Tinseltown Calls "Time" Out

Hollywood grounds more projects, including delaying the release date for Time Machine

By Josh Grossberg Sep 18, 2001 11:50 PMTags
Hollywood studios continue to rejigger release schedules in the aftermath of last week's terrible attacks on the World Trade Center and the Pentagon and the hijacked-plane crash in Pennsylvania.

DreamWorks' upcoming adaptation of the H.G. Wells' sci-fi classic The Time Machine, starring Guy Pearce, was transported from its Christmas Day opening to February 8. The move gives filmmakers more time to alter a scene that shows pieces of the moon falling on Manhattan, according to Daily Variety.

Officially, however, the studio says the delay takes the film out of the ultracompetitive holiday slate. "At Christmas time, it is a very crowded weekend. So we felt since it's a very effects-laden film, we'd push it back to give the film a better chance at the competition," says a DreamWorks spokesman. The rep also stresses that the decision to move it was made prior to the September 11 terrorist attacks.

Meanwhile, producers of the upcoming Al Pacino vehicle, People I Know, are trying to figure out what to do with a sequence involving images of the World Trade Center.

In the drama, which was filmed earlier this year in the Big Apple, Pacino plays a New York publicist who wanders around the financial district while high on drugs and has trippy hallucinations involving the Twin Towers.

In one shot, the buildings appear to be shooting upward into the sky. But in the next, they are turned sideways. That's followed by a shot of Pacino passed out in bed after another binge of pills and booze--the idea obviously being that his character's world has been turned upside down.

After the tragedy, however, producers say the disturbing footage is out of place and would invoke horrible memories of the attack that destroyed the landmark towers and killed thousands of people.

"It is an abstract, highly stylish shot that is completely inappropriate and will be removed from the film," producer Leslie Urdang told Daily Variety. "We've known in our minds that and some other shots of the landscape would have to be reviewed, but this is the first day we've gotten a chance to look at it."

Complicating matters, director Dan Algrant lives just five blocks from "ground zero" and hasn't been able to gain access to the film's editing room, which is also nearby.

In the aftermath of last Tuesday's attack on America, studios immediately scrambled to juggle their film schedules to avoid giving even the slightest appearance of tastelessness to the tragedies.

As previously reported, Warner Bros.' indefinitely postponed its Arnold Schwarzenegger-versus-terrorists action flick Collateral Damage and Disney pulled the Tim Allen comedy Big Trouble because is contains a bomb scene at an airport.

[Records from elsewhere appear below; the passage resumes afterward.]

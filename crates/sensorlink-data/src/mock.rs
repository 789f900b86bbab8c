//! Mock data socket for testing.

use std::collections::VecDeque;
use std::sync::{Arc, Mutex};

use async_trait::async_trait;
use sensorlink_types::SessionId;
use tokio::sync::Notify;

use crate::error::DataChannelError;
use crate::DataSocket;

#[derive(Debug, Default)]
struct MockSocketState {
    buffer: VecDeque<u8>,
    fresh: bool,
    session: Option<SessionId>,
    connects: usize,
    disconnects: usize,
    fail_connect: bool,
    fail_disconnect: bool,
    closed: bool,
}

/// Mock data socket backed by an in-memory buffer.
///
/// Tests push bytes through the [`MockSocketHandle`] returned by
/// [`MockDataSocket::new`]; every push wakes a pending `readable()`.
pub struct MockDataSocket {
    state: Arc<Mutex<MockSocketState>>,
    wake: Arc<Notify>,
}

impl MockDataSocket {
    /// Create a new mock socket and a handle for feeding and observing it.
    pub fn new() -> (Self, MockSocketHandle) {
        let state = Arc::new(Mutex::new(MockSocketState::default()));
        let wake = Arc::new(Notify::new());
        let handle = MockSocketHandle {
            state: Arc::clone(&state),
            wake: Arc::clone(&wake),
        };
        (Self { state, wake }, handle)
    }
}

/// Clonable feed/observer handle for [`MockDataSocket`].
#[derive(Clone)]
pub struct MockSocketHandle {
    state: Arc<Mutex<MockSocketState>>,
    wake: Arc<Notify>,
}

impl MockSocketHandle {
    /// Append bytes as if the service had written them.
    pub fn feed(&self, bytes: &[u8]) {
        {
            let mut state = self.state.lock().unwrap();
            state.buffer.extend(bytes);
            state.fresh = true;
        }
        self.wake.notify_one();
    }

    /// Simulate the service hanging up.
    pub fn close(&self) {
        self.state.lock().unwrap().closed = true;
        self.wake.notify_one();
    }

    pub fn fail_connect(&self, fail: bool) {
        self.state.lock().unwrap().fail_connect = fail;
    }

    pub fn fail_disconnect(&self, fail: bool) {
        self.state.lock().unwrap().fail_disconnect = fail;
    }

    /// Session announced by the last successful connect.
    pub fn session(&self) -> Option<SessionId> {
        self.state.lock().unwrap().session
    }

    pub fn connects(&self) -> usize {
        self.state.lock().unwrap().connects
    }

    pub fn disconnects(&self) -> usize {
        self.state.lock().unwrap().disconnects
    }

    /// Bytes not yet read by the client.
    pub fn buffered(&self) -> usize {
        self.state.lock().unwrap().buffer.len()
    }
}

#[async_trait]
impl DataSocket for MockDataSocket {
    async fn connect(&mut self, session_id: SessionId) -> Result<(), DataChannelError> {
        let mut state = self.state.lock().unwrap();
        if state.fail_connect {
            return Err(DataChannelError::Connect("mock refused".to_string()));
        }
        state.session = Some(session_id);
        state.connects += 1;
        Ok(())
    }

    async fn disconnect(&mut self) -> Result<(), DataChannelError> {
        let mut state = self.state.lock().unwrap();
        state.disconnects += 1;
        if state.fail_disconnect {
            return Err(DataChannelError::Disconnect("mock refused".to_string()));
        }
        state.session = None;
        Ok(())
    }

    async fn readable(&mut self) -> Result<(), DataChannelError> {
        loop {
            {
                let mut state = self.state.lock().unwrap();
                if std::mem::take(&mut state.fresh) {
                    return Ok(());
                }
                if state.closed {
                    return Err(DataChannelError::Closed);
                }
            }
            self.wake.notified().await;
        }
    }

    fn bytes_available(&mut self) -> usize {
        self.state.lock().unwrap().buffer.len()
    }

    fn read(&mut self, buf: &mut [u8]) -> bool {
        let mut state = self.state.lock().unwrap();
        if state.buffer.len() < buf.len() {
            return false;
        }
        let n = buf.len();
        for (dst, src) in buf.iter_mut().zip(state.buffer.drain(..n)) {
            *dst = src;
        }
        true
    }
}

Other flicks, like the Denzel Washington vehicle Training Day and Ed Burns' romantic comedy Sidewalks of New York, were pushed back to give the studios time to properly market them.

Meanwhile, some good news for the Big Apple's film community:

The mayor's office resumed issuing permits for shooting around Manhattan on Tuesday, with the exception of the financial district. The office, which had been shut down following the catastrophe, was previously taking only reservations for lensing but was not issuing permits because of the lack of police officers who were busy handling the crisis.

"The mayor wants all business back and running, and we think we can do it," office director Pat Scott told Variety. "We will be prepared to work completely as normal by the end of the month. By the time productions such as Men in Black 2, Spider-Man and Stuart Little 2 come back to the city, we'll be ready for them."